Tata Steel’s UK unit is raising about $275 million (£200 million) through an offshore syndicated loan from a group of banks including Axis Bank, Citi, Mitsubishi UFJ Financial Group (MUFG), and HSBC, three people familiar with the matter told ET.

The proceeds will be used for working capital credit even as the business is gradually returning to normalcy with restrictions on people’s movement being lifted, they said.

“The loan is marked as revolving credit facility (RCF), and the syndication agreement was signed last week,” one of them told ET.

The loan – denominated in pound sterling – has likely been priced at 175 basis points (1.75 percentage points) higher than the London Interbank Offered Rate (Libor), a global rate gauge.

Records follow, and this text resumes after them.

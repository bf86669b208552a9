//! Client-side reconstruction of the Category → File → PictureLink tree.
//!
//! The car search endpoint returns nesting as two flat arrays per hit: all
//! categories of a car and all of its files, each file carrying its category's
//! foreign id. This module rebuilds the display tree from those arrays.
//!
//! # Guarantees
//!
//! - Categories appear in their input order; files keep their relative input
//!   order within a category.
//! - Every file lands under exactly one category, or under none when its
//!   `category` id matches no supplied category. Orphans are silently omitted
//!   from display — an absent category is a data condition, not an error.
//! - The inputs are only borrowed, never mutated or cloned.
//! - Total work is O(|categories| × |files|), which is the right trade at the
//!   batch sizes one car produces.

use crate::domain::{Car, CarSearchHit, Category, FileEntry};

/// Image URL rendered when a hit carries no usable car record.
pub const PLACEHOLDER_IMAGE: &str = "default_image_url";

/// One category of the rebuilt tree with the files that reference it.
#[derive(Debug, Clone, PartialEq, Eq)]
pub struct CategorySection<'a> {
    pub category: &'a Category,
    /// Files whose `category` equals the category's id, in input order.
    pub files: Vec<&'a FileEntry>,
}

/// A fully aggregated search hit: the optional car plus its category tree.
#[derive(Debug, Clone, PartialEq, Eq)]
pub struct AggregatedCar<'a> {
    pub car: Option<&'a Car>,
    pub sections: Vec<CategorySection<'a>>,
}

impl AggregatedCar<'_> {
    /// Car name, or a placeholder when the hit carried no car record.
    #[must_use]
    pub fn display_name(&self) -> &str {
        self.car.map_or("(unknown car)", |c| c.name.as_str())
    }

    /// Car model, or an empty string for a placeholder hit.
    #[must_use]
    pub fn display_model(&self) -> &str {
        self.car.map_or("", |c| c.model.as_str())
    }

    /// Car image URL, falling back to [`PLACEHOLDER_IMAGE`] when the hit has
    /// no car or the car has no image.
    #[must_use]
    pub fn display_image(&self) -> &str {
        self.car
            .and_then(|c| c.image.as_deref())
            .unwrap_or(PLACEHOLDER_IMAGE)
    }
}

/// Groups files under their categories, preserving input order on both levels.
#[must_use]
pub fn aggregate<'a>(
    categories: &'a [Category],
    files: &'a [FileEntry],
) -> Vec<CategorySection<'a>> {
    let _span = tracing::debug_span!(
        "aggregate",
        category_count = categories.len(),
        file_count = files.len()
    )
    .entered();

    let sections: Vec<CategorySection<'a>> = categories
        .iter()
        .map(|category| CategorySection {
            category,
            files: files
                .iter()
                .filter(|file| file.category == category.id)
                .collect(),
        })
        .collect();

    let placed: usize = sections.iter().map(|s| s.files.len()).sum();
    if placed < files.len() {
        tracing::debug!(orphaned = files.len() - placed, "files omitted, category not in batch");
    }

    sections
}

/// Aggregates one search hit into its display tree.
///
/// A hit without a car still yields its sections; rendering degrades to the
/// placeholder accessors on [`AggregatedCar`] instead of failing.
#[must_use]
pub fn aggregate_hit(hit: &CarSearchHit) -> AggregatedCar<'_> {
    AggregatedCar {
        car: hit.car.as_ref(),
        sections: aggregate(&hit.categories, &hit.files),
    }
}
//! Lifecycle owner of the aggregation view's persisted selection.
//!
//! The aggregation view remembers which parent item the user last expanded so
//! the selection survives a toggle away from the view and back. That key lives
//! in an explicit [`SelectionStore`] port rather than ambient global state:
//! opening the session restores it, selecting persists it, closing the session
//! clears it.

use crate::domain::error::Result;
use crate::storage::SelectionStore;

/// A live aggregation view session.
///
/// Holds the persisted selection for the duration of the view. Dropping the
/// session without calling [`close`](Self::close) leaves the key in place;
/// only an explicit teardown clears it.
pub struct AggregationSession<S: SelectionStore> {
    store: S,
    selected: Option<String>,
}

impl<S: SelectionStore> AggregationSession<S> {
    /// Opens the session, restoring the previously persisted selection.
    ///
    /// # Errors
    ///
    /// Returns an error if the store cannot be read.
    pub fn open(store: S) -> Result<Self> {
        let selected = store.load()?;
        tracing::debug!(restored = ?selected, "aggregation session opened");

        Ok(Self { store, selected })
    }

    /// Currently selected parent item id, if any.
    #[must_use]
    pub fn selected(&self) -> Option<&str> {
        self.selected.as_deref()
    }

    /// Selects a parent item, persisting it for view-toggle continuity.
    ///
    /// # Errors
    ///
    /// Returns an error if the persisted write fails; the in-memory selection
    /// is not updated in that case.
    pub fn select(&mut self, id: &str) -> Result<()> {
        self.store.save(id)?;
        self.selected = Some(id.to_string());
        Ok(())
    }

    /// Tears the session down, clearing the persisted key.
    ///
    /// # Errors
    ///
    /// Returns an error if the store cannot be cleared.
    pub fn close(mut self) -> Result<()> {
        tracing::debug!("aggregation session closed");
        self.store.clear()
    }
}

#[cfg(test)]
mod tests {
    use super::*;
    use crate::storage::JsonSelectionStore;

    fn store_in(dir: &tempfile::TempDir) -> JsonSelectionStore {
        JsonSelectionStore::new(dir.path().join("selection.json")).unwrap()
    }

    #[test]
    fn selection_survives_a_view_toggle() {
        let dir = tempfile::tempdir().unwrap();

        let mut session = AggregationSession::open(store_in(&dir)).unwrap();
        assert_eq!(session.selected(), None);
        session.select("car-42").unwrap();
        drop(session); // toggle away without teardown

        let session = AggregationSession::open(store_in(&dir)).unwrap();
        assert_eq!(session.selected(), Some("car-42"));
    }

    #[test]
    fn close_clears_the_persisted_key() {
        let dir = tempfile::tempdir().unwrap();

        let mut session = AggregationSession::open(store_in(&dir)).unwrap();
        session.select("car-42").unwrap();
        session.close().unwrap();

        let session = AggregationSession::open(store_in(&dir)).unwrap();
        assert_eq!(session.selected(), None);
    }

    #[test]
    fn reselection_overwrites_the_previous_key() {
        let dir = tempfile::tempdir().unwrap();

        let mut session = AggregationSession::open(store_in(&dir)).unwrap();
        session.select("car-1").unwrap();
        session.select("car-2").unwrap();
        assert_eq!(session.selected(), Some("car-2"));
    }
}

“The discussions with banks are in relation to working capital limits provided by a consortium of banks for the UK business, which may or may not be utilised as part of day-to-day operating requirements,” a

spokesperson said. “Tata Steel continues to be focused on deleveraging its balance sheet.”

Individual banks could not be immediately contacted for comments.

An RCF offers more flexibility than a term loan. It enables a company to draw the credit, use it to fund its business, repay it, and then withdraw it again whenever it requires.

With rates plunging to record lows, any offshore credit offers cheaper funding cost, particularly when it does to have any obligation for covering any foreign exchange risk.

The three-month Libor nearly halved since beginning of this calendar year to 0.13% in June.

The UK business is part of Tata Steel Europe (formerly Corus Group). The company is currently in the process of splitting its Europe business into Tata Steel Netherlands and Tata Steel UK.

The transformation programme is focused on building a profitable, resilient and sustainable business in the future, Tata Steel chairman N Chandrasekaran had said about two weeks ago.

Tata Steel is reportedly renovating its Corby steel tube making site in the UK’s East Midlands as it sees future potential.

Work at the 150-acre site – which produces vital products for everything from sports stadium and iconic skyscrapers such as the Shard in London to hospital beds and renewable green energy schemes around the world – resumed a few months ago.

Price of iron ore, a key ingredient in steel making, in the global market shot up to a record high two months ago amid rising demand for steel. Steel companies have been trying to benefit out of it by increasing steel prices.

Fitch Ratings had in May upgraded Tata Steel’s issuer default rating (IDR) to ‘BB’ from ‘BB-’. The global rating agency, in a note on May 19, had cited “significant improvement” in the company’s financial profile — driven by a jump in margins following a faster-than-expected recovery in the global steel market from the impact of the pandemic — and “turnaround in European operations” among others for the upgrade.

Earlier in April, Moody’s Investor Services had downgraded Tata Steel UK Holdings Ltd’s corporate family rating (CFR) to B3 from B2.